Developers 5th Cell have a wicked, darkly tinged sense of humour. They seem like the sort of DS developers that thumb their nose at all those rather too staid and serious teams that see the Nintendo DS as a dumping ground for lifestyle experience games, or image enhancing “smart gaming” that purports to turn you from a dullard into a genius with just a few strokes of the stylus.
Super Scribblenauts follows on from 5th Cell’s quirky genre-defining puzzler and once again we meet Maxwell, a lad with a huge dictionary and a helpful disposition.
As before, Maxwell roams around his neighbourhood helping ordinary everyday folk out with extraordinary situations, creating objects from thin air with the use of a magic word pad.
This time though, Maxwell’s pad is even more powerful. Merely using nouns will solve many of the puzzles you’ll encounter, but this time there are adjectives too which will help you modify and describe objects you create in more detail. You can go ahead and create a car, for example – and one will pop into existence. But if you tap in “large red car” you will get exactly that.
Angry Horny Wildebeeste
Adding this new wrinkle to Scribblenauts means that there are even more possibilities for solutions to each puzzle you’ll encounter as Maxwell happily gambols around.
Presentation-wise, Super Scribblenauts gets you to set up a save profile. Here’s where one of the only fiddly bits of the games gets slightly in the way of the action. It’s not entirely clear what you should be clicking on once your profile is created – and it took me a couple of attempts before I realised that you have to click on your name text rather than any of the other buttons on the front end. It’s a bit daft and annoying really, like finding a link on a web page that looks exactly like the background text around it.
Once you’re in though, things are much improved. Each set of levels is clustered around a set of constellations. Maxwell can flick through each star cluster and choose individual stars that act as level markers. As before, you can take a single pass at a puzzle to solve it, or enter advanced mode to see if you can solve the same puzzle in three different ways.
Completing a constellation will fill in the outline of an object with solid colour, showing you which level collections you’ve mastered. This seems to work a lot better than the old “map” interface in Scribblenauts, and it’s quite pleasing leafing through your previously completed challenges to see which ones you can try and “gold”.
Confused Bipolar Ay Ay
Alongside the sort of puzzles you’ll have encountered in the previous game, there are new challenges that get you to try and make logical connections between a collection of objects in order to create something that fits in a particular sequence. Other challenges require multiple objects of different types to be created, and Super Scribbenauts breaks you in gently with a set of easy to solve tutorial levels each time you encounter something slightly different to the normal noun / object based puzzles.
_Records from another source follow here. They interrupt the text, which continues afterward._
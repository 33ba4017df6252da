//! Host for the `wavegrid` binary: picks scenarios, paces each search with a
//! [`TickScheduler`], draws it in the terminal and reports the results.

use std::error::Error;
use std::io;
use std::path::PathBuf;
use std::time::Duration;

use clap::Parser;
use rand::RngExt;
use rand::SeedableRng;
use rand::rngs::StdRng;

use wavegrid_crossterm::{CrosstermRenderer, HostKey};
use wavegrid_paths::{RunOutcome, RunStats, SchedulerConfig, SearchSession, TickScheduler};
use wavegrid_scenario::{ScatterConfig, ScatterGen, Scenario, ScenarioReport, ScenarioSet};

/// How long a paused host waits for a key between checks.
const PAUSED_POLL: Duration = Duration::from_millis(100);

#[derive(Parser, Debug, Clone)]
#[command(name = "wavegrid")]
#[command(about = "Bidirectional wavefront search on a square grid")]
pub struct Args {
    /// Cells per grid side for random and null scenarios
    #[arg(long, default_value_t = 40)]
    pub size: i32,

    /// Probability that a cell is obstructed
    #[arg(long, default_value_t = 0.5)]
    pub density: f64,

    /// Seed for the obstruction scatter (random if omitted)
    #[arg(long)]
    pub seed: Option<u64>,

    /// Place the anchors at random instead of near opposite corners
    #[arg(long)]
    pub random_anchors: bool,

    /// Search an obstruction-free grid corner to corner
    #[arg(long, conflicts_with = "scenario")]
    pub null: bool,

    /// JSON file holding a list of recorded scenarios
    #[arg(long)]
    pub scenario: Option<PathBuf>,

    /// Which scenario of the file to run (default: the first)
    #[arg(long, requires = "scenario")]
    pub index: Option<usize>,

    /// Run every scenario of the file in turn
    #[arg(long, requires = "scenario", conflicts_with = "index")]
    pub all: bool,

    /// Run each search to completion with no frame budget
    #[arg(long)]
    pub blind: bool,

    /// Frames per second the scheduler paces batches to
    #[arg(long, default_value_t = 60.0)]
    pub fps: f64,

    /// Do not draw the grid
    #[arg(long)]
    pub no_render: bool,

    /// Print each scenario as JSON before running it
    #[arg(long)]
    pub dump: bool,
}

impl Args {
    /// Whether the terminal renderer will be used.
    pub fn renders(&self) -> bool {
        !self.no_render && !self.blind
    }

    /// The labelled scenarios these arguments select.
    pub fn scenarios(&self) -> Result<Vec<(String, Scenario)>, Box<dyn Error>> {
        if let Some(path) = &self.scenario {
            let set = ScenarioSet::load(path)?;
            if self.all {
                return Ok(set
                    .iter()
                    .enumerate()
                    .map(|(i, s)| (ScenarioReport::indexed_label(i), s.clone()))
                    .collect());
            }
            let index = self.index.unwrap_or(0);
            let scenario = set.get(index)?.clone();
            return Ok(vec![(ScenarioReport::indexed_label(index), scenario)]);
        }
        if self.null {
            return Ok(vec![("Null test".to_owned(), Scenario::null(self.size))]);
        }
        let seed = self.seed.unwrap_or_else(|| rand::rng().random());
        log::info!("scatter seed {seed}");
        let config = ScatterConfig {
            density: self.density,
            corner_to_corner: !self.random_anchors,
        };
        let scenario =
            ScatterGen::with_config(config, StdRng::seed_from_u64(seed)).generate(self.size)?;
        Ok(vec![("Random test".to_owned(), scenario)])
    }

    fn scheduler_config(&self) -> SchedulerConfig {
        SchedulerConfig::with_fps(self.fps)
    }
}

/// Run every selected scenario and return one report per completed search.
/// Quitting from the keyboard stops early with the reports so far.
pub fn run(args: &Args) -> Result<Vec<ScenarioReport>, Box<dyn Error>> {
    let scenarios = args.scenarios()?;
    if args.dump {
        for (_, scenario) in &scenarios {
            println!("{}", scenario.to_json()?);
        }
    }

    let mut renderer = if args.renders() {
        let mut r = CrosstermRenderer::stdout();
        r.init()?;
        Some(r)
    } else {
        None
    };

    let mut reports = Vec::with_capacity(scenarios.len());
    let count = scenarios.len();
    for (i, (label, scenario)) in scenarios.into_iter().enumerate() {
        let mut session = scenario.session()?;
        let mut scheduler = TickScheduler::new(args.scheduler_config());
        let stats = if args.blind {
            scheduler.run_blind(&mut session)
        } else if let Some(r) = renderer.as_mut() {
            match watch(&mut scheduler, &mut session, r)? {
                Some(stats) => stats,
                None => break,
            }
        } else {
            scheduler.run(&mut session, |_| {});
            scheduler.stats()
        };
        let report = ScenarioReport::new(label, session.state(), stats.inner, scenario.correct_length);
        if let Some(r) = renderer.as_mut() {
            let more = if i + 1 < count { "next" } else { "exit" };
            r.status(&format!("{report}  (any key: {more})"))?;
            r.flush()?;
            r.wait_key()?;
        }
        reports.push(report);
    }
    if let Some(mut r) = renderer {
        r.close();
    }
    Ok(reports)
}

/// Run one search on screen. Returns `None` if the user quit.
fn watch(
    scheduler: &mut TickScheduler,
    session: &mut SearchSession,
    renderer: &mut CrosstermRenderer,
) -> io::Result<Option<RunStats>> {
    renderer.draw_store(session.store())?;
    let pause = scheduler.pause_handle();
    let mut quit = false;
    let mut failure: Option<io::Error> = None;
    loop {
        let outcome = scheduler.run(session, |batch| {
            let drawn = batch
                .events
                .iter()
                .try_for_each(|ev| renderer.apply(ev))
                .and_then(|()| {
                    renderer.status(&format!(
                        "{} ticks per frame  (p: pause, q: quit)",
                        batch.next_batch_size
                    ))
                })
                .and_then(|()| renderer.flush())
                .and_then(|()| renderer.poll_key(Duration::ZERO));
            match drawn {
                Ok(Some(HostKey::TogglePause)) => pause.pause(),
                Ok(Some(HostKey::Quit)) => {
                    quit = true;
                    pause.pause();
                }
                Ok(None) => {}
                Err(e) => {
                    failure = Some(e);
                    pause.pause();
                }
            }
        });
        if let Some(e) = failure.take() {
            return Err(e);
        }
        if outcome == RunOutcome::Finished {
            return Ok(Some(scheduler.stats()));
        }
        if quit {
            return Ok(None);
        }
        renderer.status("paused  (p: resume, q: quit)")?;
        renderer.flush()?;
        loop {
            match renderer.poll_key(PAUSED_POLL)? {
                Some(HostKey::TogglePause) => break,
                Some(HostKey::Quit) => return Ok(None),
                None => {}
            }
        }
        pause.resume();
    }
}

/// The results table printed after all runs.
pub fn results_table(reports: &[ScenarioReport]) -> String {
    let mut out = format!("{:<14}{:>8}{:>12}{:>8}\n", "scenario", "cost", "inner", "expected");
    for r in reports {
        out.push_str(&r.to_string());
        out.push('\n');
    }
    out
}

#[cfg(test)]
mod tests {
    use super::*;

    fn parse(args: &[&str]) -> Result<Args, clap::Error> {
        Args::try_parse_from(std::iter::once("wavegrid").chain(args.iter().copied()))
    }

    #[test]
    fn defaults() {
        let args = parse(&[]).unwrap();
        assert_eq!(args.size, 40);
        assert_eq!(args.density, 0.5);
        assert!(args.renders());
        assert!(!parse(&["--blind"]).unwrap().renders());
    }

    #[test]
    fn option_conflicts() {
        assert!(parse(&["--index", "2"]).is_err());
        assert!(parse(&["--all"]).is_err());
        assert!(parse(&["--null", "--scenario", "x.json"]).is_err());
        assert!(parse(&["--scenario", "x.json", "--all"]).is_ok());
    }

    #[test]
    fn seeded_scatter_is_reproducible() {
        let args = parse(&["--size", "16", "--seed", "99"]).unwrap();
        let a = args.scenarios().unwrap();
        let b = args.scenarios().unwrap();
        assert_eq!(a, b);
        assert_eq!(a[0].0, "Random test");
        assert_eq!(a[0].1.start, wavegrid_core::Point::new(2, 2));
    }

    #[test]
    fn null_run_without_rendering() {
        let args = parse(&["--null", "--size", "12", "--no-render"]).unwrap();
        let reports = run(&args).unwrap();
        assert_eq!(reports.len(), 1);
        assert_eq!(reports[0].cost, Some(6 * 11));
        assert!(reports[0].matches_expected);
        let table = results_table(&reports);
        assert!(table.lines().nth(1).unwrap().starts_with("Null test"));
    }

    #[test]
    fn runs_every_scenario_of_a_file() {
        let set = ScenarioSet::new(vec![
            Scenario::null(5).with_correct_length(24),
            Scenario::null(6).with_correct_length(99),
        ]);
        let path = std::env::temp_dir().join(format!("wavegrid-set-{}.json", std::process::id()));
        std::fs::write(&path, serde_json::to_string(&set).unwrap()).unwrap();
        let args = parse(&["--scenario", path.to_str().unwrap(), "--all", "--blind"]).unwrap();
        let reports = run(&args);
        std::fs::remove_file(&path).ok();
        let reports = reports.unwrap();
        assert_eq!(reports.len(), 2);
        assert!(reports[0].matches_expected);
        assert_eq!(reports[1].cost, Some(30));
        assert!(!reports[1].matches_expected);
        assert_eq!(reports[1].label, "Test 1");
    }

    #[test]
    fn bundled_scenarios_match_their_recorded_costs() {
        let path = concat!(env!("CARGO_MANIFEST_DIR"), "/scenarios.json");
        let args = parse(&["--scenario", path, "--all", "--no-render"]).unwrap();
        let reports = run(&args).unwrap();
        assert_eq!(reports.len(), 4);
        assert!(reports.iter().all(|r| r.matches_expected), "{reports:#?}");
        assert_eq!(reports[2].cost, None);
    }
}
With Scribblenauts, the best moments always came from finding slightly off-the-wall solutions to seemingly simple puzzles, or just wreaking havoc by invoking something huge, nasty and mean like a giant Cthulu to drown a submarine full of attacking sailors, or just bringing God into the mix to lay down his divine wrath if Maxwell got into hot water. This time around, 5th Cell have slightly reined in some of the ways of “cheating” players might have resorted to in the previous game, and it does feel a lot more like you need to use your old grey matter to think outside the box rather than just resorting to ploughing through levels using the same solutions every time.
The more you play, the more Ollars you earn and these can be spent in-game on various items, from handy hints if you really get stuck in a level, to extra avatars if you get fed up with Maxwell’s happy smiling face.
Saving your Ollars for the really surreal and unfathomable puzzles later on in the game is a wise strategy. Some levels have instantly obvious solutions while others require heavy use of the “identify” magnifying glass tool, and of course plenty of dipping into those hints – and even then you can be stuck for hours before you’ll be off doing something else like taking a dump or putting the bins out and a solution will come to you in a flash.
Single Female Lawyer
It’s certainly one way of ensuring that the game is superglued into your DS for quite some time because it becomes addictive trying to outwit the developers to conjure up daft stuff like giant man-eating penguins or Helicopter Underpant Gnomes.
Fans of the original Scribblenauts will probably just welcome a stack of new puzzles to get their teeth into, and newcomers to the game will probably find that there are enough pointers and hints in Super Scribblenauts to allow them to just leap on in with the sequel rather than bothering with the original.
The game has a huge lifespan.There are dozens of constellations to work through, each containing multiple levels and if you get bored with those you can always have a crack at producing your own puzzle designs with the game’s built-in editor, before sharing them with friends.
Maxwell Rooster Booster
Super Scribblenauts is a nicely polished and improved sequel to a game that you’d seriously love to see on an under-the-telly console, but it’s perfect portable gaming too and it’s quite possible to pick up and play where you left off, quickly solving a few puzzles on your commute to work.
5th Cell’s next game may be a complete departure from Scribblenauts, but if it’s anywhere near as good, it’s definitely going to be something to look forward to.